What is cervical osteoarthritis?

qu'est ce que l'arthrose cervicale

Cervical osteoarthritis occurs when the cartilage in the joints of the cervical spine is damaged or degenerates. Cervical osteoarthritis is very common in people over the age of 50 and often goes unnoticed because of the lack of symptoms.

The most common symptom of cervical osteoarthritis is neck pain (neck pain) that occurs with movement. In addition, patients with cervical osteoarthritis often report stiffness that lasts a short time and improves with movement.

Neck pain can occur acutely, that is, with a rapid onset and disappearance within a few days, or more frequently, it will behave as chronic neck pain. In this case, the pain appears more slowly and lasts longer (weeks or months). It is usually mild to moderate in intensity and is located in the back and lower part of the neck.

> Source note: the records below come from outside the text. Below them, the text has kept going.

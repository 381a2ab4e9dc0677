//! Unix-domain-socket RPC server.
//!
//! Thin transport glue: bind the socket, hand each accepted connection to
//! hyper, route into [`crate::http_server`]. Each connection is served on
//! its own task, so one slow mount helper never blocks another volume's
//! RPCs.

use std::io;
use std::path::{Path, PathBuf};
use std::sync::Arc;

use hyper::body::Incoming;
use hyper::Request;
use hyper_util::rt::TokioIo;
use tokio::net::UnixListener;
use tower::ServiceExt;
use tracing::{debug, info};

use crate::bucket::S3Prober;
use crate::config::Config;
use crate::exec::{Runner, SystemRunner};
use crate::fs::Fs;
use crate::http_server;
use crate::mounter::{self, UnknownMounter};
use crate::node::NodeMounts;
use crate::state::ServiceState;

#[derive(Debug, thiserror::Error)]
pub enum ServerError {
    #[error(transparent)]
    Mounter(#[from] UnknownMounter),
    #[error("could not remove stale socket {}: {source}", path.display())]
    RemoveSocket {
        path: PathBuf,
        #[source]
        source: io::Error,
    },
    #[error("could not listen on {}: {source}", path.display())]
    Bind {
        path: PathBuf,
        #[source]
        source: io::Error,
    },
    #[error("accept failed: {0}")]
    Accept(#[from] io::Error),
}

/// Assemble the service from configuration and serve until shutdown.
pub async fn run(config: Config) -> Result<(), ServerError> {
    let runner: Arc<dyn Runner> = Arc::new(SystemRunner);
    let mounter = mounter::new(&config.mounter, &config.mounter_binary_path, runner)?;
    let node = Arc::new(NodeMounts::new(
        Fs::default(),
        Arc::clone(&mounter),
        config.node_id.clone(),
    ));
    let state = ServiceState::new(
        config.driver_version.clone(),
        node,
        mounter,
        Arc::new(S3Prober::new()),
    );
    serve(&config.csi_address, state).await
}

/// Serve RPCs on `socket_path` until ctrl-c.
pub async fn serve(socket_path: &Path, state: ServiceState) -> Result<(), ServerError> {
    // a previous run may have left the socket file behind
    match std::fs::remove_file(socket_path) {
        Ok(()) => debug!(socket = %socket_path.display(), "removed stale socket"),
        Err(e) if e.kind() == io::ErrorKind::NotFound => {}
        Err(source) => {
            return Err(ServerError::RemoveSocket {
                path: socket_path.to_path_buf(),
                source,
            })
        }
    }

    let listener = UnixListener::bind(socket_path).map_err(|source| ServerError::Bind {
        path: socket_path.to_path_buf(),
        source,
    })?;
    info!(socket = %socket_path.display(), "serving CSI RPCs");

    let router = http_server::router(state);
    let shutdown = tokio::signal::ctrl_c();
    tokio::pin!(shutdown);

    loop {
        tokio::select! {
            _ = &mut shutdown => {
                info!("shutdown signal received");
                break;
            }
            accepted = listener.accept() => {
                let (stream, _addr) = accepted?;
                let tower_service = router.clone();
                tokio::spawn(async move {
                    let service = hyper::service::service_fn(
                        move |request: Request<Incoming>| {
                            tower_service.clone().oneshot(request)
                        },
                    );
                    if let Err(error) = hyper::server::conn::http1::Builder::new()
                        .serve_connection(TokioIo::new(stream), service)
                        .await
                    {
                        debug!(%error, "connection closed with error");
                    }
                });
            }
        }
    }

    if let Err(error) = std::fs::remove_file(socket_path) {
        debug!(%error, "could not remove socket on shutdown");
    }
    Ok(())
}
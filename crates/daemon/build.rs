fn main() {
    let timestamp = chrono::Utc::now().format("%Y-%m-%dT%H:%M:%SZ");
    println!("cargo:rustc-env=BUILD_TIMESTAMP={timestamp}");
}
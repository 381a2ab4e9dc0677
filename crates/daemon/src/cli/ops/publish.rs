use std::collections::HashMap;
use std::path::PathBuf;

use clap::Args;

use crate::cli::op::{Op, OpContext};
use crate::http_server::client::ApiError;
use crate::http_server::node::publish::PublishVolumeRequest;

#[derive(Args, Debug, Clone)]
pub struct Publish {
    /// Bucket name
    pub bucket: String,

    /// Target path to mount at
    pub target_path: PathBuf,

    /// Mount read-only
    #[arg(long)]
    pub read_only: bool,

    /// Access key id; read from the environment, never from argv
    #[arg(long, env = "AWS_ACCESS_KEY_ID", hide_env_values = true)]
    pub access_key_id: String,

    /// Secret access key; read from the environment, never from argv
    #[arg(long, env = "AWS_SECRET_ACCESS_KEY", hide_env_values = true)]
    pub secret_access_key: String,
}

#[derive(Debug, thiserror::Error)]
pub enum PublishOpError {
    #[error(transparent)]
    Api(#[from] ApiError),
}

#[async_trait::async_trait]
impl Op for Publish {
    type Error = PublishOpError;
    type Output = String;

    async fn execute(&self, ctx: &OpContext) -> Result<Self::Output, Self::Error> {
        let secrets = HashMap::from([
            (
                common::credentials::SECRETS_ACCESS_KEY_ID.to_string(),
                self.access_key_id.clone(),
            ),
            (
                common::credentials::SECRETS_SECRET_ACCESS_KEY.to_string(),
                self.secret_access_key.clone(),
            ),
        ]);
        ctx.client
            .call(PublishVolumeRequest {
                volume_id: self.bucket.clone(),
                target_path: self.target_path.clone(),
                read_only: self.read_only,
                secrets,
            })
            .await?;
        Ok(format!(
            "published {} at {}",
            self.bucket,
            self.target_path.display()
        ))
    }
}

Cervical osteoarthritis is sometimes asymptomatic and is diagnosed as a finding on x-rays of the cervical spine performed for another reason.

The cause of osteoarthritis is considered to be the consequence of a sum of genetic and environmental factors, although in some cases there is an obvious cause such as previous trauma, infection, congenital malformation, etc. In these cases, OA is considered secondary (a consequence) of this process. In the vast majority of cases of cervical osteoarthritis, there is no clear cause for the osteoarthritis and it is therefore considered to occur due to the sum of certain genetic and environmental factors.

The diagnosis of osteoarthritis is made taking into account the symptoms explained by the patient (pain, limitation of movement and stiffness) as well as the examination performed by the rheumatologist in which pain and limitation of mobility are usually highlighted. The most frequently requested additional examinations are simple X-rays of the cervical spine in which the typical signs of cervical osteoarthritis can be observed.

The goal of treatment is to improve pain and quality of life. Several alternatives are available: physical measures, medication and surgery.

Pharmacological treatment usually consists of the use of conventional analgesics (paracetamol) and if this is not sufficient, anti-inflammatory drugs can be added during the acute phase of the pain. In patients for whom the use of anti-inflammatory drugs is contraindicated, opioid analgesics such as tramadol may be useful. On the other hand, if the muscle contraction component is considered important, muscle relaxants can be used during the acute phase of neck pain.

The rheumatologist is the most experienced physician in diagnosing cervical osteoarthritis and differentiating it from other joint diseases, as well as establishing the optimal treatment based on the degree of disease. The rheumatologist will refer you to other specialists if necessary and will advise you in a timely manner on the advisability of surgery.